The SI unit used to measure pressure is `Pa` (Pascals)

The SI unit used to measure volume is `m^3` (metre cubed)

**NOTE 2:**

You can use other units for volume and pressure such as `ml`, pounds per square inch, `mm` of mercury or atm (atmospheres) as long as you use the same units either side of the equation.

**Examples**

1. A sample of gas is at atmospheric pressure `(100,000 Pa)` and has volume `50cm^3`

Determine the new pressure if the volume is decreased to `35cm^3`

`P_1V_1=P_2V_2`

Therefore `100,000xx50=P_2xx35`

`5,000,000=P_2xx35`

Therefore `P_2=(5,000,000)/35`

`P_2=142,857\ \Pa`

2. A sample of gas has a volume of `12.0\ \l` at a pressure of 1.00 atm.
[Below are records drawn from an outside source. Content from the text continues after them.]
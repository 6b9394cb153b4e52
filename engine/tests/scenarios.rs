//! Black-box scenario and property tests driven entirely through `Engine`'s
//! public command surface — no internal lock access, the way a real HTTP
//! caller would exercise it.

use engine::Engine;
use shared::inventory::{
    AddCustomerItemStatus, CheckoutCustomerStatus, ConfirmTaskStatus, DeleteRuleTemplateStatus,
    ForceZoneSweepStatus, IngestRfidReadStatus, MasterDataStatus, StaffCrudStatus,
    StartTaskStatus, TaskListFilter, UpsertRuleTemplateStatus, ZoneCrudStatus,
};
use shared::models::{
    Antenna, CatalogVariant, LocationCreate, RuleTemplateUpsert, Selector, Sku, StaffMember,
    StaffRole, StockSource, TaskStatus, TemplateScope, ZoneScope,
};
use shared::util;

fn make_location(id: &str, is_sales_location: bool, sources: Vec<&str>) -> LocationCreate {
    LocationCreate {
        id: id.to_string(),
        name: id.to_string(),
        polygon: Vec::new(),
        color: "#cccccc".to_string(),
        is_sales_location,
        sources: sources.into_iter().map(String::from).collect(),
    }
}

fn create_location(engine: &Engine, id: &str, is_sales_location: bool, sources: Vec<&str>) {
    assert_eq!(
        engine.create_location(make_location(id, is_sales_location, sources)),
        ZoneCrudStatus::Accepted
    );
}

fn register_associate(engine: &Engine, id: &str) {
    assert_eq!(
        engine.upsert_staff(StaffMember {
            id: id.to_string(),
            name: id.to_string(),
            role: StaffRole::Associate,
            active: true,
            zone_scope: ZoneScope::All,
        }),
        StaffCrudStatus::Accepted
    );
}

fn location_rule(location_id: &str, sku_id: &str, min: i64, max: i64) -> RuleTemplateUpsert {
    RuleTemplateUpsert {
        id: None,
        scope: TemplateScope::Location,
        location_id: Some(location_id.to_string()),
        source: StockSource::NonRfid,
        selector: Selector::Sku { sku_id: sku_id.to_string() },
        min,
        max,
        priority: 0,
        inbound_source_id: None,
    }
}

fn only_task(engine: &Engine, location_id: &str) -> shared::models::ReplenishmentTask {
    let result = engine.list_tasks(&TaskListFilter {
        location_id: Some(location_id.to_string()),
        ..Default::default()
    });
    assert_eq!(result.tasks.len(), 1, "expected exactly one task at {location_id}");
    result.tasks.into_iter().next().unwrap()
}

// ---------------------------------------------------------------
// S1 — Non-RFID min trigger
// ---------------------------------------------------------------

#[test]
fn s1_non_rfid_min_trigger_creates_a_task_and_auto_assigns_the_associate() {
    let engine = Engine::new();
    create_location(&engine, "warehouse", false, vec![]);
    create_location(&engine, "shelf-a", true, vec!["warehouse"]);
    assert_eq!(
        engine.register_sku(Sku { id: "sku-nr-1".to_string(), source: StockSource::NonRfid }),
        MasterDataStatus::Accepted
    );
    register_associate(&engine, "assoc-1");

    // Ledger movements land before either rule exists, so the baselines are
    // in place the moment each location gets a rule to project through.
    engine.ingest_sales_event("warehouse", "sku-nr-1", true, 180, -400_000);
    engine.ingest_sales_event("shelf-a", "sku-nr-1", true, 7, -300_000);

    assert!(matches!(
        engine.upsert_rule_template(location_rule("warehouse", "sku-nr-1", 0, 999_999), -200_000),
        UpsertRuleTemplateStatus::Accepted { .. }
    ));
    assert!(matches!(
        engine.upsert_rule_template(location_rule("shelf-a", "sku-nr-1", 1, 8), -100_000),
        UpsertRuleTemplateStatus::Accepted { .. }
    ));

    // 7 -> 5 -> 4 -> 3: still above min, no task.
    engine.ingest_sales_event("shelf-a", "sku-nr-1", false, 2, 10_000);
    engine.ingest_sales_event("shelf-a", "sku-nr-1", false, 1, 20_000);
    engine.ingest_sales_event("shelf-a", "sku-nr-1", false, 1, 30_000);
    let detail = engine.zone_detail("shelf-a").expect("zone exists");
    assert_eq!(detail.inventory.iter().find(|r| r.sku_id == "sku-nr-1").unwrap().qty, 3);
    assert!(detail.open_tasks.is_empty());

    // 3 -> 2: at the floor but not below it yet, still no task.
    engine.ingest_sales_event("shelf-a", "sku-nr-1", false, 1, 40_000);
    assert!(engine.zone_detail("shelf-a").unwrap().open_tasks.is_empty());

    // 2 -> 1: below min, one task fires sourced from the warehouse.
    engine.ingest_sales_event("shelf-a", "sku-nr-1", false, 1, 50_000);
    let task = only_task(&engine, "shelf-a");
    assert_eq!(task.deficit_qty, 7);
    assert_eq!(task.selected_source_zone_id.as_deref(), Some("warehouse"));
    assert_eq!(task.status, TaskStatus::Assigned);
    assert_eq!(task.assigned_staff_id.as_deref(), Some("assoc-1"));
}

// ---------------------------------------------------------------
// S2 — RFID dedup & TTL
// ---------------------------------------------------------------

#[test]
fn s2_rfid_dedup_window_and_ttl_expiry() {
    let engine = Engine::new();
    create_location(&engine, "shelf-b", true, vec![]);
    engine.register_antenna(Antenna {
        id: "ant-warehouse".to_string(),
        location_id: "shelf-b".to_string(),
        is_primary: true,
    });
    engine.register_epc_mapping("EPC-0001", "sku-1", 0);

    assert_eq!(
        engine.ingest_rfid_read("EPC-0001", "ant-warehouse", 0, None),
        IngestRfidReadStatus::Accepted
    );
    // Re-ingest inside the default 15s dedup window.
    assert_eq!(
        engine.ingest_rfid_read("EPC-0001", "ant-warehouse", 10_000, None),
        IngestRfidReadStatus::DuplicateIgnored
    );
    // Past the window: accepted again, same physical tag.
    assert_eq!(
        engine.ingest_rfid_read("EPC-0001", "ant-warehouse", 16_000, None),
        IngestRfidReadStatus::Accepted
    );
    let detail = engine.zone_detail("shelf-b").unwrap();
    assert_eq!(detail.inventory.iter().find(|r| r.sku_id == "sku-1").unwrap().qty, 1);

    // No further reads for 400s (past the default 300s presence TTL): a
    // forced sweep drops the tag's contribution.
    assert_eq!(engine.force_zone_sweep("shelf-b", 400_000), ForceZoneSweepStatus::Accepted);
    let detail = engine.zone_detail("shelf-b").unwrap();
    assert_eq!(detail.inventory.iter().find(|r| r.sku_id == "sku-1").unwrap().qty, 0);
}

// ---------------------------------------------------------------
// S3 — Merge
// ---------------------------------------------------------------

#[test]
fn s3_two_open_tasks_against_the_same_single_source_are_merged() {
    let engine = Engine::new();
    create_location(&engine, "warehouse-m", false, vec![]);
    create_location(&engine, "shelf-m", true, vec!["warehouse-m"]);
    engine.register_sku(Sku { id: "sku-m".to_string(), source: StockSource::NonRfid });
    register_associate(&engine, "assoc-m");

    // Plenty of stock upstream, baseline of 20 at the shelf, both in place
    // before either rule exists.
    engine.ingest_sales_event("warehouse-m", "sku-m", true, 1000, -400_000);
    engine.ingest_sales_event("shelf-m", "sku-m", true, 20, -380_000);
    assert!(matches!(
        engine.upsert_rule_template(location_rule("warehouse-m", "sku-m", 0, 999_999), -370_000),
        UpsertRuleTemplateStatus::Accepted { .. }
    ));
    assert!(matches!(
        engine.upsert_rule_template(location_rule("shelf-m", "sku-m", 5, 20), -360_000),
        UpsertRuleTemplateStatus::Accepted { .. }
    ));

    // First drop below min: 20 -> 4, raises a task wanting 16 to refill to
    // the max, sourced from the warehouse.
    engine.ingest_sales_event("shelf-m", "sku-m", false, 16, -100);
    let after_first = engine.list_tasks(&TaskListFilter {
        location_id: Some("shelf-m".to_string()),
        ..Default::default()
    });
    assert_eq!(after_first.tasks.len(), 1);
    let first_task_id = after_first.tasks[0].id.clone();
    assert_eq!(after_first.tasks[0].deficit_qty, 16);

    // Second drop while the first task is still open and under-covering
    // demand: 4 -> 2, raises a second task for the remaining 2 against the
    // same single source.
    engine.ingest_sales_event("shelf-m", "sku-m", false, 2, 100);
    let after_second = engine.list_tasks(&TaskListFilter {
        location_id: Some("shelf-m".to_string()),
        ..Default::default()
    });
    assert_eq!(after_second.tasks.len(), 2, "a second task should have opened");

    // A further recompute gives the planner a chance to notice both open
    // tasks pull from the same single source and merge them.
    assert_eq!(engine.force_zone_sweep("shelf-m", 200), ForceZoneSweepStatus::Accepted);

    let all = engine.list_tasks(&TaskListFilter {
        location_id: Some("shelf-m".to_string()),
        ..Default::default()
    });
    assert_eq!(all.tasks.len(), 2, "the younger task is closed, not removed");

    let kept = all.iter().find(|t| t.id == first_task_id).expect("older task kept");
    assert_eq!(kept.status, TaskStatus::Assigned);
    assert_eq!(kept.deficit_qty, 18, "deficits summed onto the older task");

    let merged = all.iter().find(|t| t.id != first_task_id).expect("younger task present");
    assert_eq!(merged.status, TaskStatus::Rejected);
    assert_eq!(merged.close_reason.as_deref(), Some("merged_plan"));

    let open_tasks = engine.zone_detail("shelf-m").unwrap().open_tasks;
    assert_eq!(open_tasks.len(), 1);
    assert_eq!(open_tasks[0].id, first_task_id);
}

// ---------------------------------------------------------------
// S4 — Confirm partial
// ---------------------------------------------------------------

#[test]
fn s4_confirm_partial_moves_only_what_the_source_actually_holds() {
    let engine = Engine::new();
    create_location(&engine, "warehouse-b", false, vec![]);
    create_location(&engine, "shelf-c", true, vec!["warehouse-b"]);
    engine.register_sku(Sku { id: "sku-nr-2".to_string(), source: StockSource::NonRfid });
    register_associate(&engine, "assoc-2");

    engine.ingest_sales_event("warehouse-b", "sku-nr-2", true, 10, -400_000);
    engine.upsert_rule_template(location_rule("warehouse-b", "sku-nr-2", 0, 999_999), -300_000);
    engine.upsert_rule_template(location_rule("shelf-c", "sku-nr-2", 4, 4), -200_000);

    let task = only_task(&engine, "shelf-c");
    assert_eq!(task.deficit_qty, 4, "warehouse had 10 on hand when the task was sized");

    // The warehouse is drawn down to 2 units before anyone confirms.
    engine.ingest_sales_event("warehouse-b", "sku-nr-2", false, 8, -100_000);

    assert_eq!(
        engine.start_task(&task.id, "assoc-2", -50_000),
        StartTaskStatus::Accepted
    );
    match engine.confirm_task(&task.id, "assoc-2", None, 0) {
        ConfirmTaskStatus::ConfirmedPartial { moved_qty } => assert_eq!(moved_qty, 2),
        other => panic!("expected confirmed_partial, got {other:?}"),
    }

    let dest = engine.zone_detail("shelf-c").unwrap();
    assert_eq!(dest.inventory.iter().find(|r| r.sku_id == "sku-nr-2").unwrap().qty, 2);
    let src = engine.zone_detail("warehouse-b").unwrap();
    assert_eq!(src.inventory.iter().find(|r| r.sku_id == "sku-nr-2").unwrap().qty, 0);
}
If the pressure of gas is increased to `1000\ \mm\ \ Hg`, what is the new volume of the gas?

But we must first get the two pressures in the same units of measurement

`1\ \atm=760\ \mm\ \Hg`

Therefore:

`P_1=760`

`V_1=12`

`P_2=1000`

`V_2=?`

`760xx12=1000V_2`

`9120=1000V_2`

`9120/1000=V_2`

`V_2=9.12l`

3. A carbon dioxide gas cylinder contains `180cm^3` of gas at a pressure of `6xx10^6 Pa`. Calculate the volume of the gas at atmospheric pressure, `1.0xx10^5 Pa`

`6.3xx10^6xx180=1.0xx10^5xxV_2`

`V_2=(6.3xx10^6xx180)/(1.0xx10^5)`

Therefore `V_2=11340\ \cm^3`